YOUR OBJECTIVE
Find all lines in the listing that include the word "impl", then copy them.

DATA EXTRACTS
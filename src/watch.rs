//! Watch runtime: change sources, collaborator hooks, and the serialized daemon.

mod events;
mod hooks;
mod runtime;
mod source;

pub use events::{change_channel, convert_event};
pub use hooks::{ContentLoader, NoopHooks, RootCollection};
pub use runtime::{EventListener, NavigatorDaemon};
pub use source::{ChangeSource, NotifyChangeSource};
//! Well-known configuration locations.

pub mod xdg_root;
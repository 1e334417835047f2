//! Lognav: Live Log Directory Navigation
//!
//! Keeps an in-memory tree of log directories consistent with the filesystem.
//! Roots are loaded recursively, filtered by a wildcard pattern, and then kept
//! up to date by applying change notifications one at a time.

pub mod cache;
pub mod config;
pub mod error;
pub mod filter;
pub mod loader;
pub mod logging;
pub mod navigator;
mod reconcile;
pub mod tooling;
pub mod tree;
pub mod types;
pub mod views;
pub mod watch;

pub use cache::NodeCache;
pub use config::{ConfigLoader, NavigatorConfig};
pub use error::{NavError, Result};
pub use filter::FilterEngine;
pub use navigator::{ConsistencyReport, Navigator};
pub use tree::{FileNode, FolderNode, NavigationNode, NavigationTree, NodeKind};
pub use types::{ChangeEvent, ChangeKind, NodeId};
pub use views::{NodeSnapshot, TreeSnapshot};
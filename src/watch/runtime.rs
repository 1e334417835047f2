//! Navigator daemon: the single consumer that applies change events in order.

use crate::config::WatchConfig;
use crate::error::Result;
use crate::navigator::Navigator;
use crate::types::ChangeEvent;
use parking_lot::RwLock;
use std::sync::mpsc::{Receiver, RecvTimeoutError};
use std::sync::Arc;
use std::thread::JoinHandle;
use std::time::Duration;
use tracing::{debug, info, warn};

/// Called after each event has been applied, with the handler's result.
pub type EventListener = Box<dyn Fn(&ChangeEvent, &Result<()>) + Send + Sync>;

/// Watch mode daemon
///
/// Owns the receiving end of the change channel and hands every event to the
/// navigator one at a time, in receive order. Each event is fully reconciled
/// before the next one is taken off the channel.
pub struct NavigatorDaemon {
    navigator: Arc<Navigator>,
    config: WatchConfig,
    running: Arc<RwLock<bool>>,
    listener: Option<EventListener>,
}

impl NavigatorDaemon {
    pub fn new(navigator: Arc<Navigator>, config: WatchConfig) -> Self {
        Self {
            navigator,
            config,
            running: Arc::new(RwLock::new(true)),
            listener: None,
        }
    }

    pub fn with_listener(mut self, listener: EventListener) -> Self {
        self.listener = Some(listener);
        self
    }

    pub fn is_running(&self) -> bool {
        *self.running.read()
    }

    /// Process events until stopped or until every sender is dropped.
    /// Returns the number of events applied.
    pub fn run(&self, events: Receiver<ChangeEvent>) -> usize {
        let poll = Duration::from_millis(self.config.poll_interval_ms.max(1));
        let mut processed = 0;
        info!("Navigator daemon started");

        while self.is_running() {
            match events.recv_timeout(poll) {
                Ok(event) => {
                    debug!(?event, "Applying change event");
                    let result = self.navigator.handle_change(&event);
                    if let Err(e) = &result {
                        warn!(?event, error = %e, "Change event rejected");
                    }
                    if let Some(listener) = &self.listener {
                        listener(&event, &result);
                    }
                    processed += 1;
                }
                Err(RecvTimeoutError::Timeout) => {}
                Err(RecvTimeoutError::Disconnected) => {
                    debug!("Change channel closed");
                    break;
                }
            }
        }

        *self.running.write() = false;
        info!(processed, "Navigator daemon stopped");
        processed
    }

    /// Run on a dedicated thread.
    pub fn spawn(self: Arc<Self>, events: Receiver<ChangeEvent>) -> std::io::Result<JoinHandle<usize>> {
        std::thread::Builder::new()
            .name("lognav-daemon".to_string())
            .spawn(move || self.run(events))
    }

    /// Stop the daemon after the event in progress, if any.
    pub fn stop(&self) {
        *self.running.write() = false;
    }
}
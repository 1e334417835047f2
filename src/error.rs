//! Error types for the navigation tree.

use std::path::PathBuf;

/// Errors surfaced by the navigator API.
///
/// Filesystem races (missing parents, duplicate or stale events) are resolved
/// internally and never show up here.
#[derive(Debug, thiserror::Error)]
pub enum NavError {
    #[error("Invalid argument: {0}")]
    InvalidArgument(String),

    #[error("Not a directory: {0}")]
    NotADirectory(PathBuf),

    #[error("IO error at {path:?}: {source}")]
    Io {
        path: PathBuf,
        #[source]
        source: std::io::Error,
    },

    #[error("Watch error: {0}")]
    Watch(String),

    #[error("Configuration error: {0}")]
    Config(String),

    #[error("Invalid filter: {0}")]
    Filter(String),
}

impl NavError {
    pub(crate) fn io(path: impl Into<PathBuf>, source: std::io::Error) -> Self {
        NavError::Io {
            path: path.into(),
            source,
        }
    }
}

impl From<notify::Error> for NavError {
    fn from(err: notify::Error) -> Self {
        NavError::Watch(err.to_string())
    }
}

impl From<regex::Error> for NavError {
    fn from(err: regex::Error) -> Self {
        NavError::Filter(err.to_string())
    }
}

impl From<config::ConfigError> for NavError {
    fn from(err: config::ConfigError) -> Self {
        NavError::Config(err.to_string())
    }
}

pub type Result<T> = std::result::Result<T, NavError>;

/// Reject empty path arguments up front.
pub(crate) fn require_path(path: &std::path::Path, what: &str) -> Result<()> {
    if path.as_os_str().is_empty() {
        return Err(NavError::InvalidArgument(format!("{} must not be empty", what)));
    }
    Ok(())
}
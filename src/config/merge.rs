//! Config composition.

pub(crate) mod merge_policy;
pub(crate) mod service;
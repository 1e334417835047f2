//! Environment variable source: LOGNAV_* prefix with __ separator

use config::builder::DefaultState;
use config::ConfigBuilder;
use config::ConfigError;
use config::Environment;

/// Add environment variable overlay to builder.
/// Uses LOGNAV prefix and __ as separator for nested keys, e.g.
/// `LOGNAV__FILTER__PATTERN=*.txt`.
pub fn add_to_builder(
    builder: ConfigBuilder<DefaultState>,
) -> Result<ConfigBuilder<DefaultState>, ConfigError> {
    let builder = builder.add_source(
        Environment::with_prefix("LOGNAV")
            .separator("__")
            .try_parsing(true),
    );
    Ok(builder)
}
//! Navigation tree: node types, sibling ordering, and the arena that owns them.

mod arena;
mod node;
pub mod order;

pub use arena::NavigationTree;
pub use node::{FileInfo, FileNode, FolderInfo, FolderNode, NavigationNode, NodeHeader, NodeKind};
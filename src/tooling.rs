//! Tooling
//!
//! Command-line surface over the navigator: argument parsing, command
//! execution and human-readable output.

pub mod cli;
pub mod format;

pub use cli::{Cli, CliContext, Commands};
pub use format::{format_event_line, format_tree_text};
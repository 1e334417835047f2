//! Workspace config file: `<workspace>/lognav.toml`

use config::builder::DefaultState;
use config::{ConfigBuilder, ConfigError, File};
use std::path::Path;

pub const WORKSPACE_CONFIG_FILE: &str = "lognav.toml";

pub fn add_to_builder(
    builder: ConfigBuilder<DefaultState>,
    workspace_root: &Path,
) -> Result<ConfigBuilder<DefaultState>, ConfigError> {
    let path = workspace_root.join(WORKSPACE_CONFIG_FILE);
    if !path.exists() {
        return Ok(builder);
    }
    Ok(builder.add_source(File::from(path).required(false)))
}
//! Defaults seeded into every builder before any source is layered on.

use crate::config::NavigatorConfig;
use config::builder::DefaultState;
use config::{Config, ConfigBuilder, ConfigError};

pub fn builder_with_defaults() -> Result<ConfigBuilder<DefaultState>, ConfigError> {
    let defaults = NavigatorConfig::default();
    Config::builder()
        .set_default("filter.pattern", defaults.filter.pattern)?
        .set_default("filter.case_sensitive", defaults.filter.case_sensitive)?
        .set_default("loader.parallel", defaults.loader.parallel)?
        .set_default(
            "watch.poll_interval_ms",
            defaults.watch.poll_interval_ms as i64,
        )?
        .set_default("watch.audit", defaults.watch.audit)
}
//! Configuration sources, lowest precedence first.

pub mod environment;
pub mod global_file;
pub mod workspace_file;
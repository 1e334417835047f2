use lognav::tooling::{CliContext, Commands};
use lognav::NavError;
use std::fs;
use tempfile::TempDir;

fn workspace() -> (TempDir, std::path::PathBuf) {
    let temp = TempDir::new().unwrap();
    let root = dunce::canonicalize(temp.path()).unwrap();
    fs::create_dir_all(root.join("logs/archive")).unwrap();
    fs::write(root.join("logs/app.log"), "hello").unwrap();
    fs::write(root.join("logs/notes.txt"), "x").unwrap();
    fs::write(root.join("logs/archive/old.log"), "x").unwrap();
    fs::create_dir_all(root.join("logs/empty")).unwrap();
    (temp, root)
}

fn context(root: &std::path::Path) -> CliContext {
    let config = root.join("lognav.toml");
    fs::write(&config, "[filter]\npattern = \"*.log\"\n").unwrap();
    CliContext::new(root.to_path_buf(), Some(config)).unwrap()
}

fn tree(roots: Vec<std::path::PathBuf>, format: &str, all: bool) -> Commands {
    Commands::Tree {
        roots,
        format: format.to_string(),
        all,
    }
}

#[test]
fn tree_json_contract_has_required_fields() {
    let (_temp, root) = workspace();
    let output = context(&root)
        .execute(&tree(vec!["logs".into()], "json", false))
        .unwrap();

    let parsed: serde_json::Value = serde_json::from_str(&output).unwrap();
    assert_eq!(parsed["filter"], "*.log");
    let logs = &parsed["roots"][0];
    assert_eq!(logs["path"], root.join("logs").display().to_string());
    assert_eq!(logs["kind"], "Folder");
    assert!(logs["id"].as_u64().is_some());

    let names: Vec<&str> = logs["children"]
        .as_array()
        .unwrap()
        .iter()
        .map(|c| c["name"].as_str().unwrap())
        .collect();
    // The empty folder is hidden, the .txt file was never loaded.
    assert_eq!(names, vec!["app.log", "archive"]);
    assert_eq!(logs["children"][0]["size"], 5);
}

#[test]
fn tree_json_all_includes_hidden_nodes() {
    let (_temp, root) = workspace();
    let output = context(&root)
        .execute(&tree(vec![root.join("logs")], "json", true))
        .unwrap();

    let parsed: serde_json::Value = serde_json::from_str(&output).unwrap();
    let children = parsed["roots"][0]["children"].as_array().unwrap();
    assert_eq!(children.len(), 3);
    let empty = children.iter().find(|c| c["name"] == "empty").unwrap();
    assert_eq!(empty["visible"], false);
}

#[test]
fn tree_text_lists_visible_nodes() {
    let (_temp, root) = workspace();
    let output = context(&root)
        .execute(&tree(vec!["logs".into()], "text", false))
        .unwrap();

    assert!(output.contains("app.log"));
    assert!(output.contains("old.log"));
    assert!(!output.contains("notes.txt"));
    assert!(!output.contains("empty"));

    let all = context(&root)
        .execute(&tree(vec!["logs".into()], "text", true))
        .unwrap();
    assert!(all.contains("empty"));
    assert!(all.contains("(hidden)"));
}

#[test]
fn filter_override_changes_membership() {
    let (_temp, root) = workspace();
    let output = context(&root)
        .with_filter(Some("*.txt".to_string()))
        .execute(&tree(vec!["logs".into()], "json", false))
        .unwrap();

    let parsed: serde_json::Value = serde_json::from_str(&output).unwrap();
    assert_eq!(parsed["filter"], "*.txt");
    assert_eq!(parsed["roots"][0]["children"][0]["name"], "notes.txt");
}

#[test]
fn tree_without_roots_is_rejected() {
    let (_temp, root) = workspace();
    let err = context(&root).execute(&tree(Vec::new(), "text", false)).unwrap_err();
    assert!(matches!(err, NavError::InvalidArgument(_)));

    let err = context(&root)
        .execute(&tree(vec!["logs".into()], "yaml", false))
        .unwrap_err();
    assert!(matches!(err, NavError::InvalidArgument(_)));
}

#[test]
fn configured_roots_are_used_by_default() {
    let (_temp, root) = workspace();
    let config = root.join("lognav.toml");
    fs::write(
        &config,
        format!("roots = [{:?}]\n", root.join("logs").display().to_string()),
    )
    .unwrap();
    let context = CliContext::new(root.clone(), Some(config)).unwrap();

    let output = context.execute(&tree(Vec::new(), "json", false)).unwrap();
    let parsed: serde_json::Value = serde_json::from_str(&output).unwrap();
    assert_eq!(parsed["roots"].as_array().unwrap().len(), 1);
}
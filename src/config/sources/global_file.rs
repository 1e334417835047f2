//! Global config file: `$XDG_CONFIG_HOME/lognav/config.toml`

use crate::config::paths::xdg_root;
use config::builder::DefaultState;
use config::{ConfigBuilder, ConfigError, File};

pub fn add_to_builder(
    builder: ConfigBuilder<DefaultState>,
) -> Result<ConfigBuilder<DefaultState>, ConfigError> {
    match xdg_root::global_config_path() {
        Some(path) if path.exists() => Ok(builder.add_source(File::from(path).required(false))),
        _ => Ok(builder),
    }
}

YOUR SOLUTION
impl NavigatorDaemon {
impl NavError {
    pub(crate) fn io(path: impl Into<PathBuf>, source: std::io::Error) -> Self {
impl From<notify::Error> for NavError {
impl From<regex::Error> for NavError {
impl From<config::ConfigError> for NavError {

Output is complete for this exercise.